As I mentioned in my previous blog post, I have come to view poetry as a conversation. Twenty-some years ago, I viewed it as a monologue. I wrote all my worst poetry as an undergraduate, and part of the problem stemmed from the fact that I considered it my best. A mathematical principle may be in order here: A poet's ego is inversely proportional to the quality of his or her work. In those days, fueled perhaps by romantic visions of Mozart in the movie Amadeus, I convinced myself that a true genius didn't need to make revisions. I let everything tumble out in a single draft, jotting as fast as I could before the moment of inspiration passed. The result was, to quote a prose poem by Eric Morago, lots of "terrible, awful poetry -- shoeboxes full of folded, crumpled notebook paper that you can one day use for kindling when you're old enough to start a really good blaze."
I don't recall ever burning those old poems, but suffice to say that most of them no longer exist.

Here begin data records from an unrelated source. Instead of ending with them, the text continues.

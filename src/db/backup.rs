//! Backup, restore and maintenance of the database file.
//!
//! Backups are taken with `VACUUM INTO`, which writes a consistent, compacted copy
//! while other readers continue. Restore replaces the live file by copying, keeping
//! a sibling temporary so a failed copy can be undone.

use crate::db::scope::{ConnectionScope, ScopeMode};
use crate::db::version::{VACUUM_INTO_MIN, engine_version};
use crate::error::{DbError, DbResult};
use chrono::Utc;
use futures_util::future::BoxFuture;
use serde::Serialize;
use std::ffi::OsString;
use std::path::{Path, PathBuf};
use tokio::io::AsyncReadExt;
use tracing::{debug, info, warn};

/// First 16 bytes of every SQLite 3 database file.
const SQLITE_HEADER: &[u8; 16] = b"SQLite format 3\0";

/// Result of a completed backup.
#[derive(Debug, Clone, Serialize)]
pub struct BackupInfo {
    pub path: PathBuf,
    pub size_bytes: u64,
}

/// Result of `PRAGMA integrity_check`.
#[derive(Debug, Clone, Serialize)]
pub struct IntegrityReport {
    pub ok: bool,
    pub messages: Vec<String>,
}

/// `<db>` with `suffix` appended to the file name (e.g. `-wal`).
pub fn sidecar_path(db_path: &Path, suffix: &str) -> PathBuf {
    let mut name = OsString::from(db_path.as_os_str());
    name.push(suffix);
    PathBuf::from(name)
}

/// Default backup destination: `<db>.backup-<UTC timestamp>.db`.
pub fn default_backup_path(db_path: &Path) -> PathBuf {
    let stamp = Utc::now().format("%Y%m%dT%H%M%SZ");
    sidecar_path(db_path, &format!(".backup-{}.db", stamp))
}

/// Write a consistent copy of the database to `dest` (or the default path).
pub async fn backup(scope: &ConnectionScope, dest: Option<PathBuf>) -> DbResult<BackupInfo> {
    let dest = dest.unwrap_or_else(|| default_backup_path(scope.path()));

    if tokio::fs::try_exists(&dest).await.unwrap_or(false) {
        return Err(DbError::invalid_input(format!(
            "Backup destination '{}' already exists",
            dest.display()
        )));
    }
    if let Some(parent) = dest.parent().filter(|p| !p.as_os_str().is_empty()) {
        if !parent.is_dir() {
            return Err(DbError::io(parent, "Backup directory does not exist"));
        }
    }

    let target = dest.to_string_lossy().into_owned();
    scope
        .run_with(ScopeMode::Autocommit, move |conn| {
            Box::pin(async move {
                engine_version(conn).await?.require("VACUUM INTO", VACUUM_INTO_MIN)?;
                sqlx::query("VACUUM INTO ?").bind(target).execute(conn).await?;
                Ok(())
            })
        })
        .await?;

    let size_bytes = tokio::fs::metadata(&dest)
        .await
        .map_err(|e| DbError::io(&dest, e))?
        .len();

    info!(path = %dest.display(), size_bytes = size_bytes, "Backup written");
    Ok(BackupInfo {
        path: dest,
        size_bytes,
    })
}

/// Check that `path` is a regular file starting with the SQLite header.
async fn check_backup_file(path: &Path) -> DbResult<()> {
    let meta = tokio::fs::metadata(path)
        .await
        .map_err(|e| DbError::io(path, e))?;
    if !meta.is_file() {
        return Err(DbError::io(path, "Backup path is not a regular file"));
    }

    let mut header = [0u8; 16];
    let mut file = tokio::fs::File::open(path)
        .await
        .map_err(|e| DbError::io(path, e))?;
    let read = file
        .read_exact(&mut header)
        .await
        .map_err(|e| DbError::io(path, e));
    if read.is_err() || &header != SQLITE_HEADER {
        return Err(DbError::invalid_input(format!(
            "'{}' is not a SQLite database file",
            path.display()
        )));
    }
    Ok(())
}

/// Copies one file over another; the backup-to-live step of a restore.
type CopyFn = for<'a> fn(&'a Path, &'a Path) -> BoxFuture<'a, std::io::Result<u64>>;

fn copy_file<'a>(from: &'a Path, to: &'a Path) -> BoxFuture<'a, std::io::Result<u64>> {
    Box::pin(tokio::fs::copy(from, to))
}

/// Replace the live database with the contents of `backup_path`.
///
/// Nothing is touched unless the backup exists, is a regular file and carries the
/// SQLite header. On a failed copy the previous contents are put back.
pub async fn restore(scope: &ConnectionScope, backup_path: &Path) -> DbResult<()> {
    check_backup_file(backup_path).await?;

    let live = scope.path().to_path_buf();
    if let (Ok(a), Ok(b)) = (backup_path.canonicalize(), live.canonicalize()) {
        if a == b {
            return Err(DbError::invalid_input(
                "Backup path is the live database file",
            ));
        }
    }

    let live_exists = tokio::fs::try_exists(&live)
        .await
        .map_err(|e| DbError::io(&live, e))?;
    if live_exists {
        // Fold the WAL into the main file so the safety copy is complete
        scope
            .run_with(ScopeMode::Autocommit, |conn| {
                Box::pin(async move {
                    sqlx::query("PRAGMA wal_checkpoint(TRUNCATE)")
                        .execute(conn)
                        .await?;
                    Ok(())
                })
            })
            .await?;
    }

    replace_live(&live, backup_path, live_exists, copy_file).await?;

    for suffix in ["-wal", "-shm"] {
        let stale = sidecar_path(&live, suffix);
        if let Err(e) = tokio::fs::remove_file(&stale).await {
            if e.kind() != std::io::ErrorKind::NotFound {
                warn!(path = %stale.display(), error = %e, "Could not remove stale sidecar file");
            }
        }
    }

    info!(from = %backup_path.display(), to = %live.display(), "Database restored");
    Ok(())
}

/// Copy the backup over `live`, keeping a sibling temporary of the old contents
/// until the copy has succeeded. The temporary never outlives the call.
async fn replace_live(
    live: &Path,
    backup_path: &Path,
    live_exists: bool,
    copy_backup: CopyFn,
) -> DbResult<()> {
    if !live_exists {
        if let Err(e) = copy_backup(backup_path, live).await {
            if let Err(rm) = tokio::fs::remove_file(live).await {
                debug!(path = %live.display(), error = %rm, "Could not remove partial restore");
            }
            return Err(DbError::io(backup_path, e));
        }
        return Ok(());
    }

    let temp = sidecar_path(live, &format!(".restore-{}.tmp", uuid::Uuid::new_v4()));
    let outcome = swap_in(live, backup_path, &temp, copy_backup).await;

    if let Err(e) = tokio::fs::remove_file(&temp).await {
        debug!(path = %temp.display(), error = %e, "Could not remove restore temporary");
    }
    outcome
}

async fn swap_in(
    live: &Path,
    backup_path: &Path,
    temp: &Path,
    copy_backup: CopyFn,
) -> DbResult<()> {
    tokio::fs::copy(live, temp)
        .await
        .map_err(|e| DbError::io(live, e))?;

    if let Err(e) = copy_backup(backup_path, live).await {
        warn!(error = %e, "Restore copy failed; putting the previous database back");
        if let Err(undo) = tokio::fs::copy(temp, live).await {
            warn!(error = %undo, "Could not put the previous database back");
        }
        return Err(DbError::io(backup_path, e));
    }
    Ok(())
}

/// Rebuild the database file, reclaiming free pages.
pub async fn vacuum(scope: &ConnectionScope) -> DbResult<()> {
    scope
        .run_with(ScopeMode::Autocommit, |conn| {
            Box::pin(async move {
                sqlx::query("VACUUM").execute(conn).await?;
                Ok(())
            })
        })
        .await
}

/// Refresh the query planner's statistics.
pub async fn analyze(scope: &ConnectionScope) -> DbResult<()> {
    scope
        .run(|conn| {
            Box::pin(async move {
                sqlx::query("ANALYZE").execute(conn).await?;
                Ok(())
            })
        })
        .await
}

/// Run `PRAGMA integrity_check`.
pub async fn integrity_check(scope: &ConnectionScope) -> DbResult<IntegrityReport> {
    let messages: Vec<String> = scope
        .run(|conn| {
            Box::pin(async move {
                Ok(sqlx::query_scalar::<_, String>("PRAGMA integrity_check")
                    .fetch_all(conn)
                    .await?)
            })
        })
        .await?;

    let ok = messages.len() == 1 && messages[0] == "ok";
    Ok(IntegrityReport { ok, messages })
}

#[cfg(test)]
mod tests {
    use super::*;
    use crate::db::ScopeSettings;
    use tempfile::TempDir;

    async fn seeded(dir: &TempDir) -> ConnectionScope {
        let scope = ConnectionScope::new(ScopeSettings::new(dir.path().join("live.db")));
        scope
            .run(|conn| {
                Box::pin(async move {
                    sqlx::query("CREATE TABLE t (v INTEGER)").execute(&mut *conn).await?;
                    sqlx::query("INSERT INTO t VALUES (1), (2)").execute(&mut *conn).await?;
                    Ok(())
                })
            })
            .await
            .unwrap();
        scope
    }

    async fn count(scope: &ConnectionScope) -> i64 {
        scope
            .run(|conn| {
                Box::pin(async move {
                    Ok(sqlx::query_scalar::<_, i64>("SELECT COUNT(*) FROM t")
                        .fetch_one(conn)
                        .await?)
                })
            })
            .await
            .unwrap()
    }

    #[test]
    fn test_sidecar_and_default_paths() {
        let db = Path::new("/data/app.db");
        assert_eq!(sidecar_path(db, "-wal"), PathBuf::from("/data/app.db-wal"));
        let backup = default_backup_path(db);
        let name = backup.file_name().unwrap().to_string_lossy().into_owned();
        assert!(name.starts_with("app.db.backup-") && name.ends_with("Z.db"), "{}", name);
    }

    #[tokio::test]
    async fn test_backup_then_restore() {
        let dir = TempDir::new().unwrap();
        let scope = seeded(&dir).await;
        let dest = dir.path().join("snap.db");

        let info = backup(&scope, Some(dest.clone())).await.unwrap();
        assert!(info.size_bytes > 0);

        scope
            .run(|conn| {
                Box::pin(async move {
                    sqlx::query("DELETE FROM t").execute(conn).await?;
                    Ok(())
                })
            })
            .await
            .unwrap();
        assert_eq!(count(&scope).await, 0);

        restore(&scope, &dest).await.unwrap();
        assert_eq!(count(&scope).await, 2);
    }

    #[tokio::test]
    async fn test_backup_refuses_existing_destination() {
        let dir = TempDir::new().unwrap();
        let scope = seeded(&dir).await;
        let dest = dir.path().join("exists.db");
        std::fs::write(&dest, b"x").unwrap();
        assert!(backup(&scope, Some(dest)).await.is_err());
    }

    #[tokio::test]
    async fn test_restore_rejects_non_sqlite_file() {
        let dir = TempDir::new().unwrap();
        let scope = seeded(&dir).await;
        let bogus = dir.path().join("bogus.db");
        std::fs::write(&bogus, b"definitely not a database").unwrap();

        let err = restore(&scope, &bogus).await.unwrap_err();
        assert!(matches!(err, DbError::InvalidInput { .. }));
        assert_eq!(count(&scope).await, 2);
    }

    fn torn_copy<'a>(_from: &'a Path, to: &'a Path) -> BoxFuture<'a, std::io::Result<u64>> {
        Box::pin(async move {
            tokio::fs::write(to, b"half a database").await?;
            Err(std::io::Error::other("device full"))
        })
    }

    fn restore_leftovers(dir: &TempDir) -> Vec<String> {
        std::fs::read_dir(dir.path())
            .unwrap()
            .filter_map(|e| e.ok())
            .map(|e| e.file_name().to_string_lossy().into_owned())
            .filter(|name| name.contains(".restore-"))
            .collect()
    }

    #[tokio::test]
    async fn test_failed_copy_puts_previous_database_back() {
        let dir = TempDir::new().unwrap();
        let scope = seeded(&dir).await;
        let dest = dir.path().join("snap.db");
        backup(&scope, Some(dest.clone())).await.unwrap();
        vacuum(&scope).await.unwrap();

        let live = scope.path().to_path_buf();
        let before = std::fs::read(&live).unwrap();

        let err = replace_live(&live, &dest, true, torn_copy).await.unwrap_err();
        assert!(matches!(err, DbError::Io { .. }), "{:?}", err);
        assert_eq!(std::fs::read(&live).unwrap(), before);
        assert!(restore_leftovers(&dir).is_empty());
        assert_eq!(count(&scope).await, 2);
    }

    #[tokio::test]
    async fn test_failed_copy_without_live_file_leaves_nothing() {
        let dir = TempDir::new().unwrap();
        let scope = seeded(&dir).await;
        let dest = dir.path().join("snap.db");
        backup(&scope, Some(dest.clone())).await.unwrap();

        let missing = dir.path().join("fresh.db");
        assert!(replace_live(&missing, &dest, false, torn_copy).await.is_err());
        assert!(!missing.exists());
    }

    #[tokio::test]
    async fn test_restore_into_missing_database() {
        let dir = TempDir::new().unwrap();
        let scope = seeded(&dir).await;
        let dest = dir.path().join("snap.db");
        backup(&scope, Some(dest.clone())).await.unwrap();

        let fresh = ConnectionScope::new(ScopeSettings::new(dir.path().join("fresh.db")));
        restore(&fresh, &dest).await.unwrap();
        assert_eq!(count(&fresh).await, 2);
        assert!(restore_leftovers(&dir).is_empty());
    }

    #[tokio::test]
    async fn test_maintenance_operations() {
        let dir = TempDir::new().unwrap();
        let scope = seeded(&dir).await;
        vacuum(&scope).await.unwrap();
        analyze(&scope).await.unwrap();
        let report = integrity_check(&scope).await.unwrap();
        assert!(report.ok);
        assert_eq!(report.messages, vec!["ok"]);
        assert_eq!(scope.open_handles(), 0);
    }
}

Still, a few pieces rose at least to a level of competence, and I finally amassed enough to cobble them into a chapbook called Thief After Dark, which came out in 2002 from FarStarFire Press. (Amazon still lists the book, but notes that it has "limited availability" and asks, rather optimistically, "Have one to sell?") Of the 24 poems in Thief After Dark, I am still fond of about half a dozen, and when I scanned the table of contents the other day, I noticed a similarity among them: I had written most of them when I was least self-conscious. That's another way of saying that I was half-asleep. On the nightstand by my bed in the dorm, I kept a notepad and a pencil, in hopes that intuition would strike midway through the night. Wouldn't Mozart, at least in that movie, have done the same?
A few times, I did indeed wake up with an idea, scribble it down, and then fall back asleep. Among the fruits of that strategy was "Host," which appears this week in the Journal of Radical Wonder and is probably my favorite poem of those undergraduate years. It's a short piece -- most of my nocturnal ones were -- and consists of two rhyming sentences, each broken up by a long dash (a heightened pause) in the middle. The poem doesn't officially have a meter, but it settles into a casual rhythm when read aloud.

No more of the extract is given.